● **To do**
Your answer must be every line of the data that contains "HandshakeError".

● **Data records**

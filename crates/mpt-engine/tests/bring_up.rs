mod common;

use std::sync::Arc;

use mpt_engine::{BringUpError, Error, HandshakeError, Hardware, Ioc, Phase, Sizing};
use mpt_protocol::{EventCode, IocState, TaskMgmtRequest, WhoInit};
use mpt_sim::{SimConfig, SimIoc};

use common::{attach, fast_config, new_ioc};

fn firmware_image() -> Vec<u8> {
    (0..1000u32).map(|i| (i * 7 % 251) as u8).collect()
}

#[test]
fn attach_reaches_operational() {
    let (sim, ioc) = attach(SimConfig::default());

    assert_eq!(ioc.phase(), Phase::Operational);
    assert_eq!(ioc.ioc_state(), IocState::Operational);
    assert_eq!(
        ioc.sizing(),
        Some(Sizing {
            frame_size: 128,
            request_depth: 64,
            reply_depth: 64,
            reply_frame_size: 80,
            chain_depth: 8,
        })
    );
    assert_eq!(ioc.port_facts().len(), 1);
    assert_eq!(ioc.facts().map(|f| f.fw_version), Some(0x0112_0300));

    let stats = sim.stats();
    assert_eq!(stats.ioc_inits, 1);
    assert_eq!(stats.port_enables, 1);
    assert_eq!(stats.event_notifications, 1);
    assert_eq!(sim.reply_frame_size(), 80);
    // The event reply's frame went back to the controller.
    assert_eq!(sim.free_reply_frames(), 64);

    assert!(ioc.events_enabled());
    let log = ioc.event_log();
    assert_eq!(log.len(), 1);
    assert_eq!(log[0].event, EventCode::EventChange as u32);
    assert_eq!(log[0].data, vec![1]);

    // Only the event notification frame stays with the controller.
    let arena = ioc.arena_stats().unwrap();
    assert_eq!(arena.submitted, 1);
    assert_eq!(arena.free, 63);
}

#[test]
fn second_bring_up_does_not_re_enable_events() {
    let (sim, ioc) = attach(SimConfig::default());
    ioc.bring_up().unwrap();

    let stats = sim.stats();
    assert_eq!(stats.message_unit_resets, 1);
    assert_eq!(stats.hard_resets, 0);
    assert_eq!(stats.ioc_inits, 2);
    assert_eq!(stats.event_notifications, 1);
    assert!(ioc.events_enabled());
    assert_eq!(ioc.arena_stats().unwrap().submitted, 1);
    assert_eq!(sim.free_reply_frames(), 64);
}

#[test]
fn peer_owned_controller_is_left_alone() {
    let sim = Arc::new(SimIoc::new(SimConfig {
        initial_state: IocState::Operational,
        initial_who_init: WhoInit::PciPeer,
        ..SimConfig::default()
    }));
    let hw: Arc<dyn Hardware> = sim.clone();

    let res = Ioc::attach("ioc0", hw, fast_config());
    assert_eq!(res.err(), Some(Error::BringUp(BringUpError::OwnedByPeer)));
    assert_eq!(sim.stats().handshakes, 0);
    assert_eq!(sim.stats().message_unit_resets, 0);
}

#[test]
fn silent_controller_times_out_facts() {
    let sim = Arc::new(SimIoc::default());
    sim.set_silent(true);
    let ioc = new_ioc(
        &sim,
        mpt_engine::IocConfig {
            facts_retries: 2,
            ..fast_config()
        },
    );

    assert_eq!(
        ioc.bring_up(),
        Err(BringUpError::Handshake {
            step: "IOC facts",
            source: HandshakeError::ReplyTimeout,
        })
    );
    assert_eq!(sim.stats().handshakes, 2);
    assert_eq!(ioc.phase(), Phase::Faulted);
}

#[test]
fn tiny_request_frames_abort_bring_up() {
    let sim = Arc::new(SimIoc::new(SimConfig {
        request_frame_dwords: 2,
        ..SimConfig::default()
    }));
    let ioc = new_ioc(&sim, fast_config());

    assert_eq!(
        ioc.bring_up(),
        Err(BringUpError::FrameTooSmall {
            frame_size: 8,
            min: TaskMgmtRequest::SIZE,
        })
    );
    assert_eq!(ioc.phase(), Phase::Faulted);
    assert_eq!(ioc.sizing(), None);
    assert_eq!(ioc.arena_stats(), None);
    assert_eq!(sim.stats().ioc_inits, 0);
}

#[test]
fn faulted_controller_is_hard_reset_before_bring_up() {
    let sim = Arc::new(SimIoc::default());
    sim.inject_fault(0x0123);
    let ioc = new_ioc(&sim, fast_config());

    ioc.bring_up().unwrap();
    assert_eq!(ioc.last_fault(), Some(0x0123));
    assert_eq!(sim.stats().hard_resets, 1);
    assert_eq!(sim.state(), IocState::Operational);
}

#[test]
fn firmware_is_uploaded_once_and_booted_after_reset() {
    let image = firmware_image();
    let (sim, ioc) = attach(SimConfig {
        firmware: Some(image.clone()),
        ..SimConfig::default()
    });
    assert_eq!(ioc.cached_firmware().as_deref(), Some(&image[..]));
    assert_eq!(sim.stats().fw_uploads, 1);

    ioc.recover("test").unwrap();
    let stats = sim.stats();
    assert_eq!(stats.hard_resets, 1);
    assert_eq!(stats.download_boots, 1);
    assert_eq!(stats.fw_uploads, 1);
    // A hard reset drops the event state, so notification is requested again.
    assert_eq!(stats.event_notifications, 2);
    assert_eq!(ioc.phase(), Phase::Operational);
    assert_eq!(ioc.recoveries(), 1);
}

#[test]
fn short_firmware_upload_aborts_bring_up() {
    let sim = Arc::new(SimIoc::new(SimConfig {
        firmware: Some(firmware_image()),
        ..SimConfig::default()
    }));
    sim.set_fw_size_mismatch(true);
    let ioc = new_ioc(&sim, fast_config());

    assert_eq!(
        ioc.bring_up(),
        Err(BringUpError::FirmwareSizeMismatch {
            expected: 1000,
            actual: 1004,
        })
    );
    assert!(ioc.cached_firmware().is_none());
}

● **Output of the task**
use mpt_engine::{BringUpError, Error, HandshakeError, Hardware, Ioc, Phase, Sizing};
            source: HandshakeError::ReplyTimeout,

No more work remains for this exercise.